If you get excited about making pasta like we do then you will eventually want to flavour your pasta dough.
One of the most popular flavours to add to pasta is lemon. We use only fresh lemon and the lemon zest. This means that if you are extruding your linguine, be aware that if the zest is too tough or too large, it can get stuck in the die. This can be quite frustrating. The best way to overcome this is to cut your pasta by hand or pass it through a tabletop, handcrank pasta machine.

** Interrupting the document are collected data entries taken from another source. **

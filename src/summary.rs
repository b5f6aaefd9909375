//! Rolling six-hour status summary
//!
//! Twice a day, during the first minutes of 06:00 and 18:00, the watchdog
//! re-reads the event log for the preceding six hours and reports per
//! channel how many checks passed and when outages happened.
//!
//! ```text
//! 🌆 Evening - summary of the last 6h:
//!
//! 📡 Primary stream: ✅ 3 OK | ❌ 2 errors
//!    🕐 First error: 14:05
//! 📻 Secondary stream: not configured
//! ```

use std::fmt;

use chrono::{Duration, NaiveDate, NaiveDateTime, NaiveTime, Timelike};
use tracing::{debug, instrument};

use crate::error::EventLogResult;
use crate::event_log::{EventLog, Tally};
use crate::{Channel, ChannelRole};

/// Length of the trailing window a summary covers.
pub const WINDOW_HOURS: i64 = 6;

/// A band covers minutes `0..=BAND_LAST_MINUTE` of its hour.
pub const BAND_LAST_MINUTE: u32 = 15;

/// One of the two daily trigger bands.
#[derive(Debug, Clone, Copy, PartialEq, Eq)]
pub enum SummaryBand {
    Morning,
    Evening,
}

impl SummaryBand {
    /// The band `time` falls into, if any.
    pub fn at(time: NaiveDateTime) -> Option<SummaryBand> {
        if time.minute() > BAND_LAST_MINUTE {
            return None;
        }
        match time.hour() {
            6 => Some(SummaryBand::Morning),
            18 => Some(SummaryBand::Evening),
            _ => None,
        }
    }

    pub fn hour(self) -> u32 {
        match self {
            SummaryBand::Morning => 6,
            SummaryBand::Evening => 18,
        }
    }

    /// First instant of the band on `date`.
    pub fn start_on(self, date: NaiveDate) -> NaiveDateTime {
        date.and_time(NaiveTime::from_hms_opt(self.hour(), 0, 0).unwrap_or_default())
    }

    pub fn banner(self) -> &'static str {
        match self {
            SummaryBand::Morning => "🌅 Morning",
            SummaryBand::Evening => "🌆 Evening",
        }
    }
}

/// Trailing interval a summary is computed over.
#[derive(Debug, Clone, Copy, PartialEq, Eq)]
pub struct SummaryWindow {
    pub start: NaiveDateTime,
    pub end: NaiveDateTime,
    pub band: SummaryBand,
}

impl SummaryWindow {
    /// The window ending at `now`, when `now` is inside a trigger band.
    pub fn triggered_at(now: NaiveDateTime) -> Option<SummaryWindow> {
        SummaryBand::at(now).map(|band| SummaryWindow::ending_at(now, band))
    }

    pub fn ending_at(now: NaiveDateTime, band: SummaryBand) -> SummaryWindow {
        SummaryWindow {
            start: now - Duration::hours(WINDOW_HOURS),
            end: now,
            band,
        }
    }
}

/// Counts for one channel over a window.
#[derive(Debug, Clone, PartialEq, Eq)]
pub struct ChannelSummary {
    pub role: ChannelRole,
    pub configured: bool,
    pub ok_count: usize,
    /// `HH:MM` of every outage, in scan order
    pub outage_times: Vec<String>,
}

impl ChannelSummary {
    fn new(channel: &Channel) -> Self {
        Self {
            role: channel.role,
            configured: channel.is_configured(),
            ok_count: 0,
            outage_times: vec![],
        }
    }

    /// Smallest `HH:MM` among the outages; the first seen wins a tie.
    pub fn first_outage(&self) -> Option<&str> {
        self.outage_times
            .iter()
            .fold(None::<&String>, |first, time| match first {
                Some(first) if first <= time => Some(first),
                _ => Some(time),
            })
            .map(String::as_str)
    }

    pub fn tally(&self) -> Tally {
        Tally {
            ok: self.ok_count,
            errors: self.outage_times.len(),
        }
    }

    fn icon(&self) -> &'static str {
        match self.role {
            ChannelRole::Primary => "📡",
            ChannelRole::Secondary => "📻",
        }
    }
}

impl fmt::Display for ChannelSummary {
    fn fmt(&self, f: &mut fmt::Formatter<'_>) -> fmt::Result {
        let icon = self.icon();
        if !self.configured {
            return writeln!(f, "{icon} {}: not configured", self.role);
        }

        match self.first_outage() {
            None => writeln!(f, "{icon} {}: ✅ all OK ({} checks)", self.role, self.ok_count),
            Some(first) => {
                writeln!(
                    f,
                    "{icon} {}: ✅ {} OK | ❌ {} errors",
                    self.role,
                    self.ok_count,
                    self.outage_times.len()
                )?;
                writeln!(f, "   🕐 First error: {first}")
            }
        }
    }
}

#[derive(Debug, Clone, PartialEq, Eq)]
pub struct SummaryReport {
    pub band: SummaryBand,
    pub channels: Vec<ChannelSummary>,
}

impl SummaryReport {
    pub fn channel(&self, role: ChannelRole) -> Option<&ChannelSummary> {
        self.channels.iter().find(|summary| summary.role == role)
    }

    pub fn tally(&self, role: ChannelRole) -> Tally {
        self.channel(role).map(ChannelSummary::tally).unwrap_or_default()
    }
}

impl fmt::Display for SummaryReport {
    fn fmt(&self, f: &mut fmt::Formatter<'_>) -> fmt::Result {
        writeln!(f, "{} - summary of the last {WINDOW_HOURS}h:", self.band.banner())?;
        writeln!(f)?;
        for channel in &self.channels {
            write!(f, "{channel}")?;
        }
        Ok(())
    }
}

/// Builds [`SummaryReport`]s from the event log.
#[derive(Debug, Clone)]
pub struct SummaryAggregator {
    log: EventLog,
    channels: Vec<Channel>,
}

impl SummaryAggregator {
    pub fn new(log: EventLog, channels: Vec<Channel>) -> Self {
        Self { log, channels }
    }

    #[instrument(skip(self))]
    pub fn summarize(&self, window: &SummaryWindow) -> EventLogResult<SummaryReport> {
        let mut channels: Vec<ChannelSummary> =
            self.channels.iter().map(ChannelSummary::new).collect();

        for event in self.log.read_window(window.start, window.end)? {
            let (Some(role), Some(status)) = (event.channel, event.status) else {
                continue;
            };
            let Some(summary) = channels.iter_mut().find(|summary| summary.role == role) else {
                continue;
            };

            if status.is_outage() {
                summary
                    .outage_times
                    .push(event.timestamp.format("%H:%M").to_string());
            } else {
                summary.ok_count += 1;
            }
        }

        debug!("summarized {} channels", channels.len());
        Ok(SummaryReport {
            band: window.band,
            channels,
        })
    }

    /// Whether a summary was already recorded inside the band `now` is in.
    pub fn already_sent(&self, band: SummaryBand, now: NaiveDateTime) -> EventLogResult<bool> {
        let band_start = band.start_on(now.date());
        let events = self.log.read_window(band_start, now)?;
        Ok(events.iter().any(|event| event.is_summary_sent()))
    }
}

Italians use a pasta dough that combines two flours. Tipo 00 and durum wheat semolina flour are the go-to choices. The reason for this is that durum wheat semolina flour is used to create an eggless pasta. Therefore when combined, these flours give you the opportunity to add lemon juice.
Pasta dough adding lemon
- 125 grams Tipo 00 flour
- 125 grams Durum wheat flour
- 125 grams of wet ingredients. This should include 2 eggs with the balance being made up with fresh lemon juice
- Finely grated zest of 1 medium lemon
- In a mixing bowl, combine the flours and lemon zest.
- Add the wet ingredients and using a fork, begin to combine.
- Empty the dough onto a clean and lightly floured work surface.
- Knead gently until you have a smooth, soft dough.
- Cover with seran wrap and leave at room temperature for up to 10 minutes before forming your pasta.